Black Forest Gateau
- 100g butter
- 100g sugar
- 1 pack vanilla sugar
- 4 eggs
- 70g flaked almonds
- 100g grated chocolate (50% cacao)
- 50g flour
- 50g corn starch
- 2tsp baking powder
- 7tbls Kirschwasser (alcoholic “cherry water”)
- 500ml cream
- 750g sour cherries (from a jar)
- 1tbsp chocolate sprinkles (or flaked chocolate)
Level of difficulty Average
Cooking time 40mins
Cost Average budget
Mix the butter along with the sugar and vanilla sugar until it foams. Bit by bit, stir in the eggs, almonds and chocolate.

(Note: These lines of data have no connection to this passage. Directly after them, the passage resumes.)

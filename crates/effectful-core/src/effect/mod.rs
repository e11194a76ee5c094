//! Effect descriptions and effect results
//!
//! An [`Effect`] is inert data describing one requested operation. It belongs
//! to exactly one capability family, carries only the parameters the
//! operation needs, and can be logged, compared and replayed. The matching
//! [`EffectResult`] is what an interpreter hands back on success.
//!
//! Every operation is its own struct implementing [`Request`], which ties the
//! request to the typed response a program receives when it is resumed.

use std::fmt;

use serde::{Deserialize, Serialize};

/// Implements `From<Op> for Effect` and [`Request`] for one operation struct.
///
/// `request!(Op, FamilyEffect::Variant, Family, FamilyResult::Variant => Response)`
macro_rules! request {
    (
        $request:ident,
        $effect:ident :: $op:ident,
        $family:ident,
        $result:ident :: $out:ident => $response:ty $(,)?
    ) => {
        impl From<$request> for $effect {
            fn from(request: $request) -> Self {
                $effect::$op(request)
            }
        }

        impl From<$request> for $crate::effect::Effect {
            fn from(request: $request) -> Self {
                $crate::effect::Effect::$family($effect::$op(request))
            }
        }

        impl $crate::effect::Request for $request {
            type Response = $response;

            fn accept(
                result: $crate::effect::EffectResult,
            ) -> Result<Self::Response, $crate::effect::EffectResult> {
                match result {
                    $crate::effect::EffectResult::$family($result::$out(response)) => Ok(response),
                    other => Err(other),
                }
            }
        }
    };
}

pub mod cache;
pub mod messaging;
pub mod object;
pub mod storage;
pub mod transport;

pub use cache::{CacheAck, CacheDelete, CacheEffect, CacheGet, CacheLookup, CacheResult, CacheSet};
pub use messaging::{
    AckStatus, Acknowledge, Delivery, Inbox, MessageId, MessagingEffect, MessagingResult, Publish,
    Receive, ReceivedMessage,
};
pub use object::{
    DeleteObject, GetObject, ListObjects, ObjectEffect, ObjectFetch, ObjectHandle, ObjectResult,
    PutObject, StoredObject,
};
pub use storage::{
    DeleteRecord, Document, Entry, GetRecord, Lookup, PutRecord, QueryRecords, StorageEffect,
    StorageResult, Write,
};
pub use transport::{
    CloseConnection, CloseStatus, ConnectionId, Frame, Incoming, ReceiveFrame, SendFrame,
    SendStatus, TransportEffect, TransportResult,
};

//-----------------------------------------------------------------------------
// Families
//-----------------------------------------------------------------------------

/// The capability family an effect belongs to
#[derive(Debug, Clone, Copy, PartialEq, Eq, Hash, Serialize, Deserialize)]
#[serde(rename_all = "snake_case")]
pub enum EffectFamily {
    /// Record database
    Storage,
    /// Blob/object storage
    Object,
    /// Key/value cache
    Cache,
    /// Message broker
    Messaging,
    /// Websocket-style session transport
    Transport,
}

impl fmt::Display for EffectFamily {
    fn fmt(&self, f: &mut fmt::Formatter<'_>) -> fmt::Result {
        match self {
            EffectFamily::Storage => write!(f, "storage"),
            EffectFamily::Object => write!(f, "object"),
            EffectFamily::Cache => write!(f, "cache"),
            EffectFamily::Messaging => write!(f, "messaging"),
            EffectFamily::Transport => write!(f, "transport"),
        }
    }
}

//-----------------------------------------------------------------------------
// Effect union
//-----------------------------------------------------------------------------

/// Any effect description, across every capability family
#[derive(Debug, Clone, PartialEq, Eq, Serialize, Deserialize)]
#[serde(tag = "family", content = "request", rename_all = "snake_case")]
pub enum Effect {
    Storage(StorageEffect),
    Object(ObjectEffect),
    Cache(CacheEffect),
    Messaging(MessagingEffect),
    Transport(TransportEffect),
}

impl Effect {
    /// The capability family this effect belongs to
    pub fn family(&self) -> EffectFamily {
        match self {
            Effect::Storage(_) => EffectFamily::Storage,
            Effect::Object(_) => EffectFamily::Object,
            Effect::Cache(_) => EffectFamily::Cache,
            Effect::Messaging(_) => EffectFamily::Messaging,
            Effect::Transport(_) => EffectFamily::Transport,
        }
    }

    /// Name of the operation within its family
    pub fn operation(&self) -> &'static str {
        match self {
            Effect::Storage(effect) => effect.operation(),
            Effect::Object(effect) => effect.operation(),
            Effect::Cache(effect) => effect.operation(),
            Effect::Messaging(effect) => effect.operation(),
            Effect::Transport(effect) => effect.operation(),
        }
    }
}

// Payload-free rendering for logs: `family.operation`
impl fmt::Display for Effect {
    fn fmt(&self, f: &mut fmt::Formatter<'_>) -> fmt::Result {
        write!(f, "{}.{}", self.family(), self.operation())
    }
}

impl From<StorageEffect> for Effect {
    fn from(effect: StorageEffect) -> Self {
        Effect::Storage(effect)
    }
}

impl From<ObjectEffect> for Effect {
    fn from(effect: ObjectEffect) -> Self {
        Effect::Object(effect)
    }
}

impl From<CacheEffect> for Effect {
    fn from(effect: CacheEffect) -> Self {
        Effect::Cache(effect)
    }
}

impl From<MessagingEffect> for Effect {
    fn from(effect: MessagingEffect) -> Self {
        Effect::Messaging(effect)
    }
}

impl From<TransportEffect> for Effect {
    fn from(effect: TransportEffect) -> Self {
        Effect::Transport(effect)
    }
}

//-----------------------------------------------------------------------------
// Result union
//-----------------------------------------------------------------------------

/// The successful resolution of any effect
#[derive(Debug, Clone, PartialEq, Eq, Serialize, Deserialize)]
#[serde(tag = "family", content = "result", rename_all = "snake_case")]
pub enum EffectResult {
    Storage(StorageResult),
    Object(ObjectResult),
    Cache(CacheResult),
    Messaging(MessagingResult),
    Transport(TransportResult),
}

impl EffectResult {
    /// The capability family that produced this result
    pub fn family(&self) -> EffectFamily {
        match self {
            EffectResult::Storage(_) => EffectFamily::Storage,
            EffectResult::Object(_) => EffectFamily::Object,
            EffectResult::Cache(_) => EffectFamily::Cache,
            EffectResult::Messaging(_) => EffectFamily::Messaging,
            EffectResult::Transport(_) => EffectFamily::Transport,
        }
    }
}

impl From<StorageResult> for EffectResult {
    fn from(result: StorageResult) -> Self {
        EffectResult::Storage(result)
    }
}

impl From<ObjectResult> for EffectResult {
    fn from(result: ObjectResult) -> Self {
        EffectResult::Object(result)
    }
}

impl From<CacheResult> for EffectResult {
    fn from(result: CacheResult) -> Self {
        EffectResult::Cache(result)
    }
}

impl From<MessagingResult> for EffectResult {
    fn from(result: MessagingResult) -> Self {
        EffectResult::Messaging(result)
    }
}

impl From<TransportResult> for EffectResult {
    fn from(result: TransportResult) -> Self {
        EffectResult::Transport(result)
    }
}

//-----------------------------------------------------------------------------
// Typed requests
//-----------------------------------------------------------------------------

/// One concrete operation with a statically known response type.
pub trait Request: Into<Effect> + Send + 'static {
    /// What the operation resolves to on success, domain outcomes included
    type Response: Send + 'static;

    /// Extracts this request's response from a generic result, handing the
    /// result back untouched when it has the wrong shape.
    fn accept(result: EffectResult) -> Result<Self::Response, EffectResult>;
}

/// Domain outcome of a removal: whether there was anything to remove
#[derive(Debug, Clone, Copy, PartialEq, Eq, Hash, Serialize, Deserialize)]
#[serde(rename_all = "snake_case")]
pub enum Removal {
    Removed,
    Absent,
}

impl Removal {
    /// Builds a removal outcome from an "existed" flag
    pub fn from_existed(existed: bool) -> Self {
        if existed {
            Removal::Removed
        } else {
            Removal::Absent
        }
    }
}

#[cfg(test)]
mod tests {
    use super::*;
    use bytes::Bytes;

    #[test]
    fn test_identical_parameters_compare_equal() {
        let a: Effect = GetRecord::new("users", "alice").into();
        let b: Effect = GetRecord::new("users", "alice").into();
        let c: Effect = GetRecord::new("users", "bob").into();
        assert_eq!(a, b);
        assert_ne!(a, c);
        assert_eq!(a.family(), b.family());
        assert_eq!(a.operation(), b.operation());
    }

    #[test]
    fn test_display_omits_payload() {
        let effect: Effect = Publish::new("orders", Bytes::from_static(b"secret")).into();
        assert_eq!(effect.to_string(), "messaging.publish");

        let effect: Effect = CacheGet::new("session:42").into();
        assert_eq!(effect.to_string(), "cache.get");
    }

    #[test]
    fn test_every_family_reports_itself() {
        let effects: Vec<Effect> = vec![
            GetRecord::new("t", "k").into(),
            GetObject::new("b", "k").into(),
            CacheGet::new("k").into(),
            Receive::new("s").into(),
            ReceiveFrame::new(ConnectionId::new("c")).into(),
        ];
        let families: Vec<EffectFamily> = effects.iter().map(Effect::family).collect();
        assert_eq!(
            families,
            vec![
                EffectFamily::Storage,
                EffectFamily::Object,
                EffectFamily::Cache,
                EffectFamily::Messaging,
                EffectFamily::Transport,
            ]
        );
    }

    #[test]
    fn test_accept_matches_only_own_shape() {
        let found = EffectResult::Storage(StorageResult::Lookup(Lookup::NotFound));
        assert_eq!(GetRecord::accept(found), Ok(Lookup::NotFound));

        let miss = EffectResult::Cache(CacheResult::Lookup(CacheLookup::Miss));
        let rejected = GetRecord::accept(miss.clone());
        assert_eq!(rejected, Err(miss));
    }

    #[test]
    fn test_effects_serialize_for_replay() {
        let record = serde_json::json!({"name": "A"});
        let effect: Effect = PutRecord::new("users", "alice", record).into();
        let json = serde_json::to_string(&effect).unwrap();
        let back: Effect = serde_json::from_str(&json).unwrap();
        assert_eq!(back, effect);
    }
}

Sieve the flour, corn starch and baking powder into the mix and stir until you get a dough of even consistency.
Fill the dough into a greased springform approximately 10” in diameter. Then bake for 30 to 40 minutes in an oven preheated at 190°C. Once finished, leave to cool completely (at least 2 hours).
Slice through the cake horizontally, turning it into three round layers of even thickness. Sprinkle the Kirschwasser over each of the cake discs.
Whip the cream with a little sugar until stiff. Drain the cherries.
Spread cream evenly onto each of the three discs. Scatter cherries over two of the discs (which will act as the lower and middle cake layer) and place the flaked chocolate into the centre of the third disc (which will act as the top layer. Stack the discs on top of each other.
Use the remaining cream to seal around the edges of the cake and to form little rosettes along the perimeter of the top layer using a piping bag. Garnish each rosette with a cherry.